• CPS - Misti Kill

    By Misti Kill, PhD, Kaplan University, School of Health Sciences  

    As we have come to find, the realm of public health exists in a variety of forms and locations.  One of these locations lies in emergency management in the form of disaster preparedness.  Disaster preparedness is an essential task for a community to undertake in order to reduce vulnerability.  There is an extensive amount of literature on disaster preparedness and how to best implement it in a community; however, each community is different, with unique populations, and therefore no one standardized format of disaster preparedness exists.  Because of this, when emergency managers are tasked with mitigating and preparing a community for emergencies and disasters, there are a variety of aspects that they need to consider.

    Procedures for preparing for a disaster vary and are “engaged in by various social units: households, businesses and governmental agencies, communities, supra-community entities such as states and regions, and entire societies” (Tierney, Lindell & Perry, 2001, p. 28).  There are public and private plans, as well as plans with an economic orientation, or those that are culturally based; therefore, developing any standardized measures for preparedness becomes a daunting task.

    According to Covington and Simpson (2006), the goal of preparedness is to “develop more resilient communities” (p. 6).  In order to do this, the community first must be able to understand its vulnerabilities, strengths and weaknesses, and become more efficient and effective with allocating their resources. The problem is “that there is not a solid foundation of emergency management theory to guide the development of disaster preparedness planning” (Covington & Simpson, 2006, p. 3).   

    So where does this leave us?  If there is no agreed upon preparedness procedure that will encompass all communities, how do we prepare for disasters?  The simple answer to this is that emergency managers are tasked with first conducing vulnerability assessments to determine what sort of emergencies and disasters their community is vulnerable to, and from there, they take steps to ensure the community is prepared. 

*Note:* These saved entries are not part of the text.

use std::mem;

use tracing::debug;

use super::{TranslationRecord, KEY_FIELD};
use crate::locales::{Locale, LocaleSet};

/// Parses the edited scratch file into records, in `key:` order.
///
/// Never fails: lines that fit nowhere are skipped. The result still holds
/// keyless blocks and empty locales, see [`super::clean_translations`].
pub fn parse_user_input(content: &str, locales: &LocaleSet) -> Vec<TranslationRecord> {
    let mut parser = UserInputParser::new(locales);
    for line in content.lines() {
        parser.feed_line(line);
    }
    parser.finish()
}

#[derive(Debug)]
struct LocaleField {
    locale: Locale,
    value: Option<String>,
}

impl LocaleField {
    fn append(&mut self, line: &str) {
        match self.value.as_mut() {
            Some(value) => {
                value.push('\n');
                value.push_str(line);
            }
            None => self.value = Some(line.to_string()),
        }
    }
}

#[derive(Debug, Default)]
enum ParserState {
    #[default]
    Idle,
    Block(TranslationRecord),
    Locale {
        block: TranslationRecord,
        field: LocaleField,
    },
}

enum Line<'l> {
    Key(&'l str),
    Locale(Locale, Option<&'l str>),
    Text(&'l str),
}

/// Line-at-a-time state machine behind [`parse_user_input`].
#[derive(Debug)]
pub struct UserInputParser<'a> {
    locales: &'a LocaleSet,
    state: ParserState,
    records: Vec<TranslationRecord>,
}

impl<'a> UserInputParser<'a> {
    pub fn new(locales: &'a LocaleSet) -> Self {
        Self {
            locales,
            state: ParserState::Idle,
            records: Vec::new(),
        }
    }

    pub fn feed_line(&mut self, line: &str) {
        let state = mem::take(&mut self.state);
        self.state = match (state, self.classify(line)) {
            (state, Line::Key(key)) => {
                self.flush(state);
                ParserState::Block(TranslationRecord::new(key))
            }
            (ParserState::Idle, Line::Locale(locale, _)) => {
                debug!(locale = %locale, "ignoring locale line outside of a key block");
                ParserState::Idle
            }
            (ParserState::Block(block), Line::Locale(locale, seed)) => ParserState::Locale {
                block,
                field: LocaleField {
                    locale,
                    value: seed.map(str::to_string),
                },
            },
            (ParserState::Locale { mut block, field }, Line::Locale(locale, seed)) => {
                block.set(field.locale, field.value);
                ParserState::Locale {
                    block,
                    field: LocaleField {
                        locale,
                        value: seed.map(str::to_string),
                    },
                }
            }
            (ParserState::Locale { block, mut field }, Line::Text(text)) => {
                field.append(text);
                ParserState::Locale { block, field }
            }
            (state, Line::Text(text)) => {
                if !text.is_empty() {
                    debug!(line = text, "ignoring text outside of a locale field");
                }
                state
            }
        };
    }

    pub fn finish(mut self) -> Vec<TranslationRecord> {
        let state = mem::take(&mut self.state);
        self.flush(state);
        debug!(records = self.records.len(), "parsed user input");
        self.records
    }

    fn flush(&mut self, state: ParserState) {
        match state {
            ParserState::Idle => {}
            ParserState::Block(block) => self.records.push(block),
            ParserState::Locale { mut block, field } => {
                block.set(field.locale, field.value);
                self.records.push(block);
            }
        }
    }

    fn classify<'l>(&self, line: &'l str) -> Line<'l> {
        if let Some(rest) = line
            .strip_prefix(KEY_FIELD)
            .and_then(|rest| rest.strip_prefix(':'))
        {
            return Line::Key(rest.trim());
        }
        if let Some(locale) = self.locales.match_line(line) {
            let seed = line[locale.code().len() + 1..].trim();
            let seed = (!seed.is_empty()).then_some(seed);
            return Line::Locale(locale.clone(), seed);
        }
        Line::Text(line.trim())
    }
}

#[cfg(test)]
mod tests {
    use super::*;
    use crate::translations::{clean_translations, render_template};

    fn locales() -> LocaleSet {
        LocaleSet::new(["en", "nl", "fr"]).expect("locales")
    }

    fn parse(content: &str) -> Vec<TranslationRecord> {
        parse_user_input(content, &locales())
    }

    #[test]
    fn parses_single_line_values() {
        let records = parse("key: test.key\nen: Copy en\nfr: Copy fr\n");
        assert_eq!(records.len(), 1);
        assert_eq!(records[0].key, "test.key");
        assert_eq!(records[0].get("en"), Some("Copy en"));
        assert_eq!(records[0].get("fr"), Some("Copy fr"));
        assert!(!records[0].contains_locale("nl"));
    }

    #[test]
    fn folds_continuation_lines_into_seeded_value() {
        let records = parse("key: key1.value\nen: Line 1\nLine 2\nfr: French\n");
        assert_eq!(records.len(), 1);
        assert_eq!(records[0].key, "key1.value");
        assert_eq!(records[0].get("en"), Some("Line 1\nLine 2"));
        assert_eq!(records[0].get("fr"), Some("French"));
    }

    #[test]
    fn seedless_locale_takes_first_continuation_line() {
        let records = parse("key: key2.value\nen:\nLine 1\nLine 2\nfr: French\n");
        assert_eq!(records[0].get("en"), Some("Line 1\nLine 2"));
        assert_eq!(records[0].get("fr"), Some("French"));
    }

    #[test]
    fn new_key_commits_trailing_locale_of_previous_block() {
        let records = parse(
            "key: key1.value\nen: English1\nfr: French1\nkey: key2.value\nen: English2\nfr: French2\n",
        );
        assert_eq!(records.len(), 2);
        assert_eq!(records[0].key, "key1.value");
        assert_eq!(records[0].get("en"), Some("English1"));
        assert_eq!(records[0].get("fr"), Some("French1"));
        assert_eq!(records[1].key, "key2.value");
        assert_eq!(records[1].get("en"), Some("English2"));
        assert_eq!(records[1].get("fr"), Some("French2"));
    }

    #[test]
    fn only_first_colon_splits_label_from_value() {
        let records = parse("key: key1.value\nen: Warning: Keep right\n");
        assert_eq!(records[0].get("en"), Some("Warning: Keep right"));
    }

    #[test]
    fn key_keeps_text_after_first_colon() {
        let records = parse("key: odd:key\n");
        assert_eq!(records[0].key, "odd:key");
    }

    #[test]
    fn blank_lines_inside_value_are_kept() {
        let records = parse("key: a\nen: Para 1\n\nPara 2\n");
        assert_eq!(records[0].get("en"), Some("Para 1\n\nPara 2"));
    }

    #[test]
    fn blank_line_between_blocks_sticks_to_last_value() {
        let records = parse("key: a\nfr: French\n\nkey: b\nen: B\n");
        assert_eq!(records[0].get("fr"), Some("French\n"));
        assert_eq!(records[1].get("en"), Some("B"));
        assert!(!records[1].contains_locale("fr"));
    }

    #[test]
    fn text_before_any_block_is_ignored() {
        let records = parse("hello\n\nen: orphan\nmore orphan\nkey: a\nen: A\n");
        assert_eq!(records.len(), 1);
        assert_eq!(records[0].key, "a");
        assert_eq!(records[0].get("en"), Some("A"));
    }

    #[test]
    fn text_between_key_and_first_locale_is_ignored() {
        let records = parse("key: a\nstray\nen: A\n");
        assert_eq!(records[0].get("en"), Some("A"));
        assert_eq!(records[0].locale_count(), 1);
    }

    #[test]
    fn unsupported_locale_label_continues_current_value() {
        let records = parse("key: a\nen: A\nde: Deutsch\n");
        assert_eq!(records[0].get("en"), Some("A\nde: Deutsch"));
    }

    #[test]
    fn continuation_that_looks_like_a_label_starts_new_locale() {
        let records = parse("key: a\nfr: Bonjour\nen: is a label, not text\n");
        assert_eq!(records[0].get("fr"), Some("Bonjour"));
        assert_eq!(records[0].get("en"), Some("is a label, not text"));
    }

    #[test]
    fn labelled_but_empty_locale_is_none() {
        let records = parse("key: a\nen:\nfr: F\n");
        assert!(records[0].contains_locale("en"));
        assert_eq!(records[0].get("en"), None);
    }

    #[test]
    fn repeated_locale_overwrites_value() {
        let records = parse("key: a\nen: first\nen: second\n");
        assert_eq!(records[0].get("en"), Some("second"));
        assert_eq!(records[0].locale_count(), 1);
    }

    #[test]
    fn accepts_crlf_line_endings() {
        let records = parse("key: a\r\nen: A\r\nB\r\n");
        assert_eq!(records[0].key, "a");
        assert_eq!(records[0].get("en"), Some("A\nB"));
    }

    #[test]
    fn unedited_template_parses_to_empty_records() {
        let template = render_template(&locales(), 3);
        let records = parse(&template);
        assert_eq!(records.len(), 3);
        for record in &records {
            assert!(record.key.is_empty());
            assert!(record
                .values()
                .all(|(_, value)| value.unwrap_or_default().is_empty()));
        }
        assert!(clean_translations(records).is_empty());
    }

    #[test]
    fn dangling_key_never_survives_cleanup() {
        let records = parse("key: a\nen: A\nkey:\nen: lost\nnl: lost\nfr: lost\n");
        let cleaned = clean_translations(records);
        assert_eq!(cleaned.len(), 1);
        assert_eq!(cleaned[0].key, "a");
    }

    #[test]
    fn idle_state_ignores_text() {
        let set = locales();
        let mut parser = UserInputParser::new(&set);
        parser.feed_line("");
        parser.feed_line("some text");
        assert!(matches!(parser.state, ParserState::Idle));
        assert!(parser.finish().is_empty());
    }

    #[test]
    fn key_line_moves_to_block_state() {
        let set = locales();
        let mut parser = UserInputParser::new(&set);
        parser.feed_line("key: a.b");
        assert!(matches!(&parser.state, ParserState::Block(block) if block.key == "a.b"));
    }

    #[test]
    fn locale_line_moves_block_to_locale_state() {
        let set = locales();
        let mut parser = UserInputParser::new(&set);
        parser.feed_line("key: a.b");
        parser.feed_line("nl: Hallo");
        match &parser.state {
            ParserState::Locale { block, field } => {
                assert_eq!(block.key, "a.b");
                assert_eq!(block.locale_count(), 0);
                assert_eq!(field.locale.code(), "nl");
                assert_eq!(field.value.as_deref(), Some("Hallo"));
            }
            other => panic!("unexpected state: {:?}", other),
        }
    }

    #[test]
    fn second_locale_line_commits_first_field() {
        let set = locales();
        let mut parser = UserInputParser::new(&set);
        parser.feed_line("key: a.b");
        parser.feed_line("en:");
        parser.feed_line("fr: Salut");
        match &parser.state {
            ParserState::Locale { block, field } => {
                assert!(block.contains_locale("en"));
                assert_eq!(block.get("en"), None);
                assert_eq!(field.locale.code(), "fr");
            }
            other => panic!("unexpected state: {:?}", other),
        }
    }

    #[test]
    fn key_line_flushes_open_locale_into_records() {
        let set = locales();
        let mut parser = UserInputParser::new(&set);
        parser.feed_line("key: first");
        parser.feed_line("en: One");
        parser.feed_line("key: second");
        assert_eq!(parser.records.len(), 1);
        assert_eq!(parser.records[0].get("en"), Some("One"));
        assert!(matches!(&parser.state, ParserState::Block(block) if block.key == "second"));
    }
}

    Take, for example, the U.S. Southern Atlantic coast and how it gets hit with tropical storms and/or hurricanes on a yearly basis.  Emergency managers in these areas obviously are aware that they are vulnerable to hurricanes and need to ensure that they are prepared.  It is important for an emergency manager to remember that the community is only as prepared as its least prepared citizen.  This means that we need to be sure that we not only prepare our community infrastructure, but that each individual household also is aware, has the information it needs, and is prepared.

    Due to the recent catastrophic disasters that have impacted the U.S., citizens are more aware today than ever before of the impact that disasters can have on our communities.  It is the responsibility of the emergency manager to ensure that the impact of these disasters is as minimal as possible.  By mitigating and preparing before a disaster strikes, we ensure that our community has its defenses up and is ready.

    he concept of emergency preparedness is constantly changing and evolving with society.  Those of us working in the field of emergency management need to be aware of this change and evolve with it.  One way to achieve this is to further our education and professionalize the field.  Obtaining a master’s degree in public health, with a certification in emergency management, would be a great way to achieve this goal. 

    Education is key to disaster preparedness, not only for those in the community who we are helping to prepare, but for ourselves as well.  Through education, the field of public health boldly demonstrated that “human behavior can be changed and diseases eradicated” (International Federation of Red Cross and Red Crescent Societies, 2011).  The opportunities for us to continue this process and adequately prepare communities for the future are endless.  The best way for us to do this is to continue to professionalize the field through emergency management and public health education



    Covington, J. & Simpson, D. M. (2006).  An overview of disaster preparedness literature:             Building blocks for an applied bay area template. Center for Hazards Research and Policy Development, University of Louisville, KY.

    International Federation of Red Cross and Red Crescent Societies. (2011). Public awareness and public education for disaster risk reduction: A guide. Geneva: Switzerland.

    Tierney, K. J., Lindell, M. K. & Perry, R. W. (2001). Facing the unexpected: Disaster preparedness and response in the united states. Washington, D.C.:Joseph Henry Press.